Segment Open
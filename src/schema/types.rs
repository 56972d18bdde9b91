//! Schema model: two field namespaces plus cross-field rules

use std::collections::BTreeMap;

use serde::{Deserialize, Serialize};

use crate::compiler::{CompileError, CompileResult};
use crate::field::FieldDefinition;
use crate::rules::{check_rule, CrossFieldRule, RuleCheckError};

/// Which namespace of a schema a validator was compiled for.
#[derive(Debug, Clone, Copy, PartialEq, Eq, Hash, Serialize, Deserialize)]
#[serde(rename_all = "snake_case")]
pub enum SchemaKind {
    /// Per-invocation data
    Input,
    /// Long-lived settings; `validation` sub-records apply here
    Config,
}

impl SchemaKind {
    /// Stable lowercase name, used in log fields and cache keys.
    pub fn as_str(&self) -> &'static str {
        match self {
            SchemaKind::Input => "input",
            SchemaKind::Config => "config",
        }
    }
}

/// A complete declarative schema: input fields, config fields, and the
/// cross-field rules relating them.
///
/// Field maps are ordered by name so compilation, hashing, and error
/// ordering are deterministic.
#[derive(Debug, Clone, Default, PartialEq, Serialize, Deserialize)]
pub struct Schema {
    /// Input namespace definitions, keyed by field name
    #[serde(default)]
    pub input: BTreeMap<String, FieldDefinition>,
    /// Config namespace definitions, keyed by field name
    #[serde(default)]
    pub config: BTreeMap<String, FieldDefinition>,
    /// Cross-field rules, evaluated in declaration order
    #[serde(default, skip_serializing_if = "Vec::is_empty")]
    pub rules: Vec<CrossFieldRule>,
}

impl Schema {
    /// Starts a schema builder.
    pub fn builder() -> SchemaBuilder {
        SchemaBuilder::default()
    }

    /// Definitions for the given namespace.
    pub fn fields(&self, kind: SchemaKind) -> &BTreeMap<String, FieldDefinition> {
        match kind {
            SchemaKind::Input => &self.input,
            SchemaKind::Config => &self.config,
        }
    }
}

/// Fluent builder for [`Schema`].
///
/// `build` checks every cross-field rule: conditions must parse under
/// the restricted expression grammar and every referenced path must
/// root in `input.` or `config.`. Field-level mistakes surface later,
/// when the namespace is compiled.
#[derive(Debug, Default)]
pub struct SchemaBuilder {
    input: BTreeMap<String, FieldDefinition>,
    config: BTreeMap<String, FieldDefinition>,
    rules: Vec<CrossFieldRule>,
}

impl SchemaBuilder {
    /// Adds a field to the input namespace.
    pub fn input_field(mut self, name: impl Into<String>, field: FieldDefinition) -> Self {
        self.input.insert(name.into(), field);
        self
    }

    /// Adds a field to the config namespace.
    pub fn config_field(mut self, name: impl Into<String>, field: FieldDefinition) -> Self {
        self.config.insert(name.into(), field);
        self
    }

    /// Adds a cross-field rule.
    pub fn rule(mut self, rule: CrossFieldRule) -> Self {
        self.rules.push(rule);
        self
    }

    /// Finalizes the schema, rejecting malformed rules.
    pub fn build(self) -> CompileResult<Schema> {
        for rule in &self.rules {
            check_rule(rule).map_err(|error| match error {
                RuleCheckError::Condition(source) => CompileError::InvalidCondition(source),
                RuleCheckError::Path(path) => CompileError::InvalidRulePath { path },
            })?;
        }
        Ok(Schema {
            input: self.input,
            config: self.config,
            rules: self.rules,
        })
    }
}

#[cfg(test)]
mod tests {
    use super::*;
    use crate::field;

    #[test]
    fn test_builder_collects_namespaces() {
        let schema = Schema::builder()
            .input_field("city", field::string().required().build())
            .input_field(
                "units",
                field::enumeration().values(["metric", "imperial"]).build(),
            )
            .config_field("api_key", field::api_key().required().build())
            .build()
            .unwrap();

        assert_eq!(schema.input.len(), 2);
        assert_eq!(schema.config.len(), 1);
        assert!(schema.fields(SchemaKind::Input).contains_key("city"));
        assert!(schema.fields(SchemaKind::Config).contains_key("api_key"));
    }

    #[test]
    fn test_builder_rejects_bad_condition() {
        let result = Schema::builder()
            .rule(CrossFieldRule::conditional("input.a + 1 == 2"))
            .build();
        assert!(matches!(result, Err(CompileError::InvalidCondition(_))));
    }

    #[test]
    fn test_builder_rejects_foreign_namespace() {
        let result = Schema::builder()
            .rule(CrossFieldRule::mutual_exclusion(["env.HOME", "input.a"]))
            .build();
        assert!(matches!(result, Err(CompileError::InvalidRulePath { .. })));
    }

    #[test]
    fn test_kind_names() {
        assert_eq!(SchemaKind::Input.as_str(), "input");
        assert_eq!(SchemaKind::Config.as_str(), "config");
    }

    #[test]
    fn test_schema_serializes_round_trip() {
        let schema = Schema::builder()
            .input_field("count", field::number().integer().build())
            .rule(
                CrossFieldRule::dependency("input.count").requires(["config.limit"]),
            )
            .build()
            .unwrap();

        let encoded = serde_json::to_string(&schema).unwrap();
        let decoded: Schema = serde_json::from_str(&encoded).unwrap();
        assert_eq!(decoded, schema);
    }
}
Segment Closed
▶ Requirement: Starting with the first record, copy everything through the final one exactly.

▶ Task output:
filename src/schema/types.rs
repository 56972d18bdde9b91
//! Schema model: two field namespaces plus cross-field rules

use std::collections::BTreeMap;

use serde::{Deserialize, Serialize};

use crate::compiler::{CompileError, CompileResult};
use crate::field::FieldDefinition;
use crate::rules::{check_rule, CrossFieldRule, RuleCheckError};

/// Which namespace of a schema a validator was compiled for.
#[derive(Debug, Clone, Copy, PartialEq, Eq, Hash, Serialize, Deserialize)]
#[serde(rename_all = "snake_case")]
pub enum SchemaKind {
    /// Per-invocation data
    Input,
    /// Long-lived settings; `validation` sub-records apply here
    Config,
}

impl SchemaKind {
    /// Stable lowercase name, used in log fields and cache keys.
    pub fn as_str(&self) -> &'static str {
        match self {
            SchemaKind::Input => "input",
            SchemaKind::Config => "config",
        }
    }
}

/// A complete declarative schema: input fields, config fields, and the
/// cross-field rules relating them.
///
/// Field maps are ordered by name so compilation, hashing, and error
/// ordering are deterministic.
#[derive(Debug, Clone, Default, PartialEq, Serialize, Deserialize)]
pub struct Schema {
    /// Input namespace definitions, keyed by field name
    #[serde(default)]
    pub input: BTreeMap<String, FieldDefinition>,
    /// Config namespace definitions, keyed by field name
    #[serde(default)]
    pub config: BTreeMap<String, FieldDefinition>,
    /// Cross-field rules, evaluated in declaration order
    #[serde(default, skip_serializing_if = "Vec::is_empty")]
    pub rules: Vec<CrossFieldRule>,
}

impl Schema {
    /// Starts a schema builder.
    pub fn builder() -> SchemaBuilder {
        SchemaBuilder::default()
    }

    /// Definitions for the given namespace.
    pub fn fields(&self, kind: SchemaKind) -> &BTreeMap<String, FieldDefinition> {
        match kind {
            SchemaKind::Input => &self.input,
            SchemaKind::Config => &self.config,
        }
    }
}

/// Fluent builder for [`Schema`].
///
/// `build` checks every cross-field rule: conditions must parse under
/// the restricted expression grammar and every referenced path must
/// root in `input.` or `config.`. Field-level mistakes surface later,
/// when the namespace is compiled.
#[derive(Debug, Default)]
pub struct SchemaBuilder {
    input: BTreeMap<String, FieldDefinition>,
    config: BTreeMap<String, FieldDefinition>,
    rules: Vec<CrossFieldRule>,
}

impl SchemaBuilder {
    /// Adds a field to the input namespace.
    pub fn input_field(mut self, name: impl Into<String>, field: FieldDefinition) -> Self {
        self.input.insert(name.into(), field);
        self
    }

    /// Adds a field to the config namespace.
    pub fn config_field(mut self, name: impl Into<String>, field: FieldDefinition) -> Self {
        self.config.insert(name.into(), field);
        self
    }

    /// Adds a cross-field rule.
    pub fn rule(mut self, rule: CrossFieldRule) -> Self {
        self.rules.push(rule);
        self
    }

    /// Finalizes the schema, rejecting malformed rules.
    pub fn build(self) -> CompileResult<Schema> {
        for rule in &self.rules {
            check_rule(rule).map_err(|error| match error {
                RuleCheckError::Condition(source) => CompileError::InvalidCondition(source),
                RuleCheckError::Path(path) => CompileError::InvalidRulePath { path },
            })?;
        }
        Ok(Schema {
            input: self.input,
            config: self.config,
            rules: self.rules,
        })
    }
}

#[cfg(test)]
mod tests {
    use super::*;
    use crate::field;

    #[test]
    fn test_builder_collects_namespaces() {
        let schema = Schema::builder()
            .input_field("city", field::string().required().build())
            .input_field(
                "units",
                field::enumeration().values(["metric", "imperial"]).build(),
            )
            .config_field("api_key", field::api_key().required().build())
            .build()
            .unwrap();

        assert_eq!(schema.input.len(), 2);
        assert_eq!(schema.config.len(), 1);
        assert!(schema.fields(SchemaKind::Input).contains_key("city"));
        assert!(schema.fields(SchemaKind::Config).contains_key("api_key"));
    }

    #[test]
    fn test_builder_rejects_bad_condition() {
        let result = Schema::builder()
            .rule(CrossFieldRule::conditional("input.a + 1 == 2"))
            .build();
        assert!(matches!(result, Err(CompileError::InvalidCondition(_))));
    }

    #[test]
    fn test_builder_rejects_foreign_namespace() {
        let result = Schema::builder()
            .rule(CrossFieldRule::mutual_exclusion(["env.HOME", "input.a"]))
            .build();
        assert!(matches!(result, Err(CompileError::InvalidRulePath { .. })));
    }

    #[test]
    fn test_kind_names() {
        assert_eq!(SchemaKind::Input.as_str(), "input");
        assert_eq!(SchemaKind::Config.as_str(), "config");
    }

    #[test]
    fn test_schema_serializes_round_trip() {
        let schema = Schema::builder()
            .input_field("count", field::number().integer().build())
            .rule(
                CrossFieldRule::dependency("input.count").requires(["config.limit"]),
            )
            .build()
            .unwrap();

        let encoded = serde_json::to_string(&schema).unwrap();
        let decoded: Schema = serde_json::from_str(&encoded).unwrap();
        assert_eq!(decoded, schema);
    }
}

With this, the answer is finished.